Well, except the patient. Or corpse. And if you are the patient, it’s no fun at all.

Recently, I’ve been feeling tired. A lot. My doctor suggested I drank too much wine (and I have dutifully reduced my consumption by a quarter – though it is still a lot) but also ordered a lot of blood tests. There was a lot of good news – almost everything was normal, including, by the way, liver function. My glycerides were high but that’s fixable by cutting out some carbs. My bad cholesterol, to quote the doctor, “looks like it would if I were taking drugs to control it.” Which I am not – so go me.

My B12 is low – low enough that diet won’t fix it, so it’s a daily supplement from here on in and a re-test in a couple of months. Low B-12 can lead to fatigue and may also cause a certain amount of poor moods. And I thought that was being caused by work.

Usually, low B12 is also a sign of anemia. But, mysteriously, my iron levels are abnormally high; high enough that the doctor will consult with a blood specialist. Because, right now, there is no explanation for this result – and it’s not one prone to false positives. Nothing in my diet explains it, I don’t take iron supplements (I actually take almost nothing on a daily basis) and I haven’t recently been blood doping. Not since my days as an Olympic sprinter. So low B12 and high iron is a bit of a mystery.

Big deal, you might think, high iron can’t be a bad thing right. Iron helps oxygenate your body and high iron should give you a real energy boost. Actually, according to my other physician, Dr. Google, high iron is just as bad as low iron when it comes to energy – so it might be contributing to my fatigue. And, when really high (I’m not – I don’t think) it can cause liver damage (or cancer), heart disease and, not surprisingly, premature death. More horrifying, it can even cause impotence! Fortunately, I’m like Donald Trump that way – no problem in that department. No, seriously. I wouldn’t kid you about something like that.

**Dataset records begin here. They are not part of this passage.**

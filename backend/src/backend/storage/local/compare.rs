//! Loose value ordering for `order_by`.
//!
//! Emulates the relational `<` / `>` operators of a dynamically typed host:
//! numbers compare numerically, strings by UTF-16 code units, and mixed types
//! are coerced to primitives and then to numbers. Pairs that cannot be
//! compared (a missing field, a non-numeric string against a number) compare
//! as equal, so they keep their stored order under the stable sort below.

use serde_json::Value;
use std::cmp::Ordering;

/// Compare two optional field values (None = field absent)
pub fn loose_compare(a: Option<&Value>, b: Option<&Value>) -> Ordering {
    let (Some(a), Some(b)) = (a, b) else {
        return Ordering::Equal;
    };

    let pa = to_primitive(a);
    let pb = to_primitive(b);

    match (&pa, &pb) {
        (Primitive::Str(x), Primitive::Str(y)) => x.encode_utf16().cmp(y.encode_utf16()),
        _ => {
            let (x, y) = (pa.to_number(), pb.to_number());
            x.partial_cmp(&y).unwrap_or(Ordering::Equal)
        }
    }
}

enum Primitive {
    Null,
    Bool(bool),
    Num(f64),
    Str(String),
}

impl Primitive {
    fn to_number(&self) -> f64 {
        match self {
            Primitive::Null => 0.0,
            Primitive::Bool(b) => {
                if *b {
                    1.0
                } else {
                    0.0
                }
            }
            Primitive::Num(n) => *n,
            Primitive::Str(s) => string_to_number(s),
        }
    }
}

fn to_primitive(value: &Value) -> Primitive {
    match value {
        Value::Null => Primitive::Null,
        Value::Bool(b) => Primitive::Bool(*b),
        Value::Number(n) => Primitive::Num(n.as_f64().unwrap_or(f64::NAN)),
        Value::String(s) => Primitive::Str(s.clone()),
        Value::Array(items) => Primitive::Str(
            items
                .iter()
                .map(|item| match item {
                    Value::Null => String::new(),
                    other => display_string(other),
                })
                .collect::<Vec<_>>()
                .join(","),
        ),
        Value::Object(_) => Primitive::Str("[object Object]".to_string()),
    }
}

fn display_string(value: &Value) -> String {
    match to_primitive(value) {
        Primitive::Null => "null".to_string(),
        Primitive::Bool(b) => b.to_string(),
        Primitive::Num(n) => number_to_string(n),
        Primitive::Str(s) => s,
    }
}

fn number_to_string(n: f64) -> String {
    if n == 0.0 {
        return "0".to_string();
    }
    if n.is_nan() {
        return "NaN".to_string();
    }
    if n.is_infinite() {
        return if n > 0.0 { "Infinity" } else { "-Infinity" }.to_string();
    }
    if n.abs() >= 1e21 {
        // Exponent form with an explicit sign, e.g. "1e+21"
        let formatted = format!("{:e}", n);
        return match formatted.split_once('e') {
            Some((mantissa, exponent)) if !exponent.starts_with('-') => format!("{}e+{}", mantissa, exponent),
            _ => formatted,
        };
    }
    format!("{}", n)
}

fn string_to_number(s: &str) -> f64 {
    let trimmed = s.trim();
    if trimmed.is_empty() {
        return 0.0;
    }
    match trimmed {
        "Infinity" | "+Infinity" => return f64::INFINITY,
        "-Infinity" => return f64::NEG_INFINITY,
        _ => {}
    }
    if let Some(hex) = trimmed.strip_prefix("0x").or_else(|| trimmed.strip_prefix("0X")) {
        return i64::from_str_radix(hex, 16).map(|v| v as f64).unwrap_or(f64::NAN);
    }
    // Reject forms Rust accepts but the host language does not ("inf", "nan")
    if trimmed.chars().any(|c| c.is_ascii_alphabetic() && c != 'e' && c != 'E') {
        return f64::NAN;
    }
    trimmed.parse::<f64>().unwrap_or(f64::NAN)
}

/// Stable merge sort that tolerates comparators which are not a total order
///
/// `slice::sort_by` may panic on inconsistent comparisons, which the loose
/// ordering above produces for heterogeneous values.
pub fn stable_sort_by<T, F>(items: Vec<T>, mut compare: F) -> Vec<T>
where
    F: FnMut(&T, &T) -> Ordering,
{
    merge_sort(items, &mut compare)
}

fn merge_sort<T, F>(mut items: Vec<T>, compare: &mut F) -> Vec<T>
where
    F: FnMut(&T, &T) -> Ordering,
{
    if items.len() <= 1 {
        return items;
    }

    let right = items.split_off(items.len() / 2);
    let left = merge_sort(items, compare);
    let right = merge_sort(right, compare);

    let mut merged = Vec::with_capacity(left.len() + right.len());
    let mut left = left.into_iter().peekable();
    let mut right = right.into_iter().peekable();

    loop {
        match (left.peek(), right.peek()) {
            (Some(l), Some(r)) => {
                // Take from the right only when strictly smaller: keeps ties stable
                if compare(r, l) == Ordering::Less {
                    merged.extend(right.next());
                } else {
                    merged.extend(left.next());
                }
            }
            (Some(_), None) => merged.extend(left.by_ref()),
            (None, Some(_)) => merged.extend(right.by_ref()),
            (None, None) => break,
        }
    }

    merged
}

Strangely, the cure for high iron is quite simple – though somewhat medieval. There are no drugs or dietary changes that will help. The solution is to give blood every six weeks or so and, if for some reason you can’t give blood, that’s okay they’ll just take it. It has a fancy name – phlebotomy – but really it’s bloodletting. Like in the Middle Ages. With leeches or vampires or something.

I’m sure all this will work out fine. In the meantime, I’ll keep analyzing the clues and stay away from large magnets.

And that’s ten minutes.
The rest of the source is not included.